西行庵(京都東山)

2011年4月6日の昼近く、丸山公園の桜を楽しんだ。
丸山公園の南ゲートから大谷本廟を過ぎ京都市丸山音楽堂前を3〜5分行くと坂道にぶつかる。その上側に茅葺の西行庵がある。今の住人は華道師範をされているらしい(Google Mapでは茶道教室、2011年現在)が、知らなければ唯の小さな田舎屋で誰も興味を持たないであろう。西行と頓阿の像や茶室があるとされる。ここ一帯は大谷本廟の西隣りになる雙林寺(そうりんじ)だったが、その本堂前に平康頼、西行、頓阿の墓があるという。
ついでながら、 西行庵の下側の隣は俳人高桑蘭更が小庵を建てたのが起源とされ、芭蕉像があるという。現在は芭蕉堂という抹茶処になっている。

佐藤義清(西行)
『平安時代末、鎌倉時代初頭の歌人。魚名流藤原氏、鎮守府将軍藤原秀郷(俵藤太)の9代目の子孫で、曾祖父の代から佐藤氏と称した。父は左衛門尉康清、母は監物源清経の娘。俗名を義清(のりきよ)(憲清,則清,範清とも)といい、出家して円位、また西行、大本房、大宝房、大法房と称した。佐藤氏は代々衛府に仕える武門の家で、故実に明るく、紀伊国の田仲荘の預所として豊かであった。』(中略)
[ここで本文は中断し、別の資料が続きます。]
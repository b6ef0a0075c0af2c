//! Conversion routes: `POST /convert/{route}`.
//!
//! The multipart `file` field is streamed straight into a freshly allocated
//! job directory. The converted file is streamed back, and the job
//! directory is removed once the response body is finished (or dropped).

use std::sync::Arc;

use axum::body::Body;
use axum::extract::multipart::{Field, MultipartError, MultipartRejection};
use axum::extract::{Multipart, Path, State};
use axum::http::{StatusCode, header};
use axum::response::Response;
use axum::routing::post;
use axum::Router;
use docconv_core::api::{JobArtifacts, download_name, stream_output, validate_filter_hint};
use docconv_core::{ConversionError, ConversionRequest, ConversionRoute, UploadedFile};
use tokio::io::AsyncWriteExt;
use tracing::{debug, info};
use utoipa::{OpenApi, ToSchema};

use crate::error::ServerError;
use crate::state::AppState;

#[derive(OpenApi)]
#[openapi(paths(convert), components(schemas(ConvertUpload)))]
pub struct ConvertApi;

/// Multipart form accepted by the conversion routes.
#[allow(dead_code)]
#[derive(ToSchema)]
pub struct ConvertUpload {
    /// The document to convert.
    #[schema(value_type = String, format = Binary)]
    file: Vec<u8>,
    /// Optional import filter override, e.g. `writer_pdf_import`.
    filter: Option<String>,
}

/// Register conversion routes.
pub fn router() -> Router<Arc<AppState>> {
    Router::new().route("/convert/{route}", post(convert))
}

/// Convert an uploaded document.
///
/// `route` is one of `pptx-to-pdf`, `pdf-to-pptx`, `docx-to-pdf`,
/// `pdf-to-docx`. On success the body is the converted file.
#[utoipa::path(
    post,
    path = "/convert/{route}",
    tag = "convert",
    params(("route" = String, Path, description = "pptx-to-pdf | pdf-to-pptx | docx-to-pdf | pdf-to-docx")),
    request_body(content = ConvertUpload, content_type = "multipart/form-data"),
    responses(
        (status = 200, description = "Converted file as an attachment"),
        (status = 400, description = "No file uploaded or invalid filter"),
        (status = 404, description = "Unknown conversion"),
        (status = 413, description = "File too large"),
        (status = 500, description = "Conversion failed or output missing"),
        (status = 504, description = "Conversion timed out"),
    )
)]
pub async fn convert(
    State(state): State<Arc<AppState>>,
    Path(route): Path<String>,
    multipart: Result<Multipart, MultipartRejection>,
) -> Result<Response, ServerError> {
    let route: ConversionRoute = route
        .parse()
        .map_err(|_| ServerError::NotFound(format!("unknown conversion '{route}'")))?;

    let Ok(mut multipart) = multipart else {
        debug!(%route, "request is not multipart");
        return Err(ConversionError::NoFileProvided.into());
    };

    let limit = state.config.max_upload_bytes;
    let mut received: Option<(JobArtifacts, UploadedFile)> = None;
    let mut filter_hint: Option<String> = None;

    while let Some(field) = multipart
        .next_field()
        .await
        .map_err(|e| multipart_error(e, limit))?
    {
        let name = field.name().map(str::to_owned);
        match name.as_deref() {
            Some("file")
                if received.is_none() && field.file_name().is_some_and(|n| !n.is_empty()) =>
            {
                received = Some(receive_upload(&state, field, limit).await?);
            }
            Some("filter") => {
                let text = field.text().await.map_err(|e| multipart_error(e, limit))?;
                let text = text.trim();
                if !text.is_empty() {
                    validate_filter_hint(text)?;
                    filter_hint = Some(text.to_owned());
                }
            }
            _ => {}
        }
    }

    let Some((artifacts, upload)) = received else {
        return Err(ConversionError::NoFileProvided.into());
    };

    info!(
        job_id = %artifacts.id(),
        %route,
        original_name = %upload.original_name,
        mime_type = %upload.mime_type,
        size_bytes = upload.size_bytes,
        "upload received"
    );

    let request = ConversionRequest::for_route(route, Some(upload)).with_filter_hint(filter_hint);
    // On error `artifacts` drops here and the job directory goes with it.
    let output = state
        .runtime
        .convert(&request, artifacts.output_dir())
        .await?;

    let file_name = request
        .download_name()
        .unwrap_or_else(|| download_name("", output.format));
    let body = stream_output(&output, artifacts).await?;

    Response::builder()
        .status(StatusCode::OK)
        .header(header::CONTENT_TYPE, output.format.mime_type())
        .header(header::CONTENT_LENGTH, output.size_bytes)
        .header(header::CONTENT_DISPOSITION, content_disposition(&file_name))
        .body(Body::from_stream(body))
        .map_err(|e| ServerError::Internal(format!("failed to build download response: {e}")))
}

/// Write one multipart file field to a new job directory, enforcing `limit`.
async fn receive_upload(
    state: &AppState,
    mut field: Field<'_>,
    limit: u64,
) -> Result<(JobArtifacts, UploadedFile), ServerError> {
    let original_name = field.file_name().unwrap_or("upload").to_owned();
    let mime_type = field
        .content_type()
        .unwrap_or("application/octet-stream")
        .to_owned();

    let artifacts = state.runtime.store().allocate(&original_name).await?;
    let mut out = tokio::fs::File::create(artifacts.input_path())
        .await
        .map_err(|e| ConversionError::io("creating upload file", e))?;

    let mut size_bytes: u64 = 0;
    while let Some(chunk) = field.chunk().await.map_err(|e| multipart_error(e, limit))? {
        size_bytes = size_bytes.saturating_add(chunk.len() as u64);
        if size_bytes > limit {
            info!(job_id = %artifacts.id(), limit_bytes = limit, "upload exceeds size limit");
            return Err(ConversionError::PayloadTooLarge { limit_bytes: limit }.into());
        }
        out.write_all(&chunk)
            .await
            .map_err(|e| ConversionError::io("writing upload file", e))?;
    }
    out.flush()
        .await
        .map_err(|e| ConversionError::io("flushing upload file", e))?;

    let upload = UploadedFile {
        original_name,
        mime_type,
        size_bytes,
        path: artifacts.input_path().to_path_buf(),
    };
    Ok((artifacts, upload))
}

/// The body-limit layer surfaces as a multipart error with status 413.
fn multipart_error(e: MultipartError, limit: u64) -> ServerError {
    if e.status() == StatusCode::PAYLOAD_TOO_LARGE {
        ConversionError::PayloadTooLarge { limit_bytes: limit }.into()
    } else {
        ServerError::BadRequest(format!("invalid multipart body: {}", e.body_text()))
    }
}

/// `attachment` with an ASCII fallback name plus an RFC 5987 `filename*`.
fn content_disposition(file_name: &str) -> String {
    let fallback: String = file_name
        .chars()
        .map(|c| if c.is_ascii() && !c.is_ascii_control() { c } else { '_' })
        .collect();

    if fallback == file_name {
        return format!("attachment; filename=\"{file_name}\"");
    }

    let mut encoded = String::with_capacity(file_name.len() * 3);
    for byte in file_name.bytes() {
        if byte.is_ascii_alphanumeric() || b"!#$&+-.^_`|~".contains(&byte) {
            encoded.push(byte as char);
        } else {
            encoded.push_str(&format!("%{byte:02X}"));
        }
    }
    format!("attachment; filename=\"{fallback}\"; filename*=UTF-8''{encoded}")
}

// ── Tests ──────────────────────────────────────────────────────────────────────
『西行の歌は、平淡ななかにも詩魂の息づかいを伝える律動をもち、きびしい精進を経て得られた自由放胆な語法、あこがれ躍動する心を静かに見つめる強卑な精神と余裕ある調べ、草庵の生活を背景とした清冽な枯淡の心境など、他の追随を許さない個性をもっている。そのため和歌史上、西行は歌聖と仰がれる柿本人麻呂に匹敵する歌人とされるが、後世の和歌、さらに文学全体に与えた影響から考えれば、人麻呂よりもはるかに大きな位置を占めているといってよい。』(中略)
『江戸時代になって、西行を讃仰した人物として知られるのは芭蕉であり、”わび””さび”の境地における先駆者と考えられた。』(後略)
以上、日立デジタル平凡社刊「世界大百科事典(DVD版)」項目「西行」から抜粋しました。